Git is a version control (VCS) system for tracking changes to projects. Version control systems are also called revision control systems or source code management (SCM) systems. These projects can be large-scale programs like the Linux kernel, but they can also be smaller scale projects like your own R development, homework assignments, papers, or thesis. There are many other VCSs available (subversion and Mercurial are currently used extensively in opens source projects) but Git is one of the easier ones to set up. It is also well supported by the GitHub and GitLab ecosystems, and UI has recently set up its own GitLab service.
Git is available on the CLAS-managed Linux workstations.
You can also install Git on your own Linux system. Git is available for installation as a package within most Linux distributions and can be installed that way (e.g. using yum
or dnf
on Red Hat systems or apt-get
on Debian systems, or their graphical interfaces). You can also install from source code.
Instructions for installing on Windows or MacOS are available in https://happygitwithr.com/
There is a graphical interface git-gui
that may be useful.
A number of programming editors Interated Develop[ment Enviornments (IDEs) include Git support. Several Emacs Git modes are available. RStudio has integrated Git support.

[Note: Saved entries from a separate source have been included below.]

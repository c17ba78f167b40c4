//! Locale triples and the support levels they are matched at.

use std::fmt;

use serde::{Deserialize, Serialize};

/// A `(language, country, variant)` triple, e.g. `("eng", "USA", "male,rms")`.
///
/// Fields are compared exactly; no case folding or normalization is done.
#[derive(Debug, Clone, PartialEq, Eq, Hash, Default, Serialize, Deserialize)]
#[serde(default)]
pub struct Locale {
    pub language: String,
    pub country: String,
    pub variant: String,
}

impl Locale {
    pub fn new(language: impl Into<String>, country: impl Into<String>, variant: impl Into<String>) -> Self {
        Self {
            language: language.into(),
            country: country.into(),
            variant: variant.into(),
        }
    }

    /// True when all three fields are empty.
    pub fn is_empty(&self) -> bool {
        self.language.is_empty() && self.country.is_empty() && self.variant.is_empty()
    }

    pub(crate) fn clear(&mut self) {
        self.language.clear();
        self.country.clear();
        self.variant.clear();
    }
}

impl fmt::Display for Locale {
    fn fmt(&self, f: &mut fmt::Formatter<'_>) -> fmt::Result {
        let parts = [&self.language, &self.country, &self.variant];
        let mut first = true;
        for part in parts.into_iter().filter(|p| !p.is_empty()) {
            if !first {
                f.write_str("-")?;
            }
            f.write_str(part)?;
            first = false;
        }
        Ok(())
    }
}

/// How well a voice covers a requested locale. Higher levels dominate.
#[derive(Debug, Clone, Copy, PartialEq, Eq, PartialOrd, Ord, Hash, Default, Serialize, Deserialize)]
#[serde(rename_all = "snake_case")]
pub enum LocaleSupport {
    #[default]
    NotSupported,
    LanguageAvailable,
    LanguageCountryAvailable,
    LanguageCountryVariantAvailable,
}

impl LocaleSupport {
    /// Tiered exact comparison of a voice's locale against a request.
    pub fn of(voice: &Locale, requested: &Locale) -> Self {
        if voice.language != requested.language {
            return LocaleSupport::NotSupported;
        }
        if voice.country != requested.country {
            return LocaleSupport::LanguageAvailable;
        }
        if voice.variant != requested.variant {
            return LocaleSupport::LanguageCountryAvailable;
        }
        LocaleSupport::LanguageCountryVariantAvailable
    }

    pub fn is_supported(self) -> bool {
        self > LocaleSupport::NotSupported
    }

    /// Nothing can do better than this level.
    pub fn is_exact(self) -> bool {
        self == LocaleSupport::LanguageCountryVariantAvailable
    }
}
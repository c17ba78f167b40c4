use std::path::PathBuf;

use thiserror::Error;

/// Errors returned by voice driver operations.
#[derive(Debug, Error)]
pub enum DriverError {
    #[error("driver: failed to load {path:?}: {reason}")]
    PluginLoadFailed { path: PathBuf, reason: String },

    #[error("driver: voice_driver_init returned null for {0:?}")]
    BackendInitFailed(PathBuf),

    #[error("driver: synthesize called on a zombie driver")]
    Zombie,

    #[error("driver: driver already released")]
    Released,

    #[error("driver: synthesis produced no audio")]
    SynthesisFailed,

    #[error("driver: backend returned {0}")]
    Backend(isize),

    #[error("driver: invalid phonemes: {0}")]
    InvalidPhonemes(String),
}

Before starting to use Git you should first tell Git who you are so that you can be identified when you make contributions to projects. This can be done by specifying your name and email address.
git config --global user.name "Your Name Comes Here"
git config --global user.email your_email@yourdomain.example.com
These two commands only need to be executed once. The information you provide is included in a .gitconfig
file in your home directory and is used to label your actions in the Git log.
If you have spaces in the name you provide then be sure to enclose the name in quotation marks.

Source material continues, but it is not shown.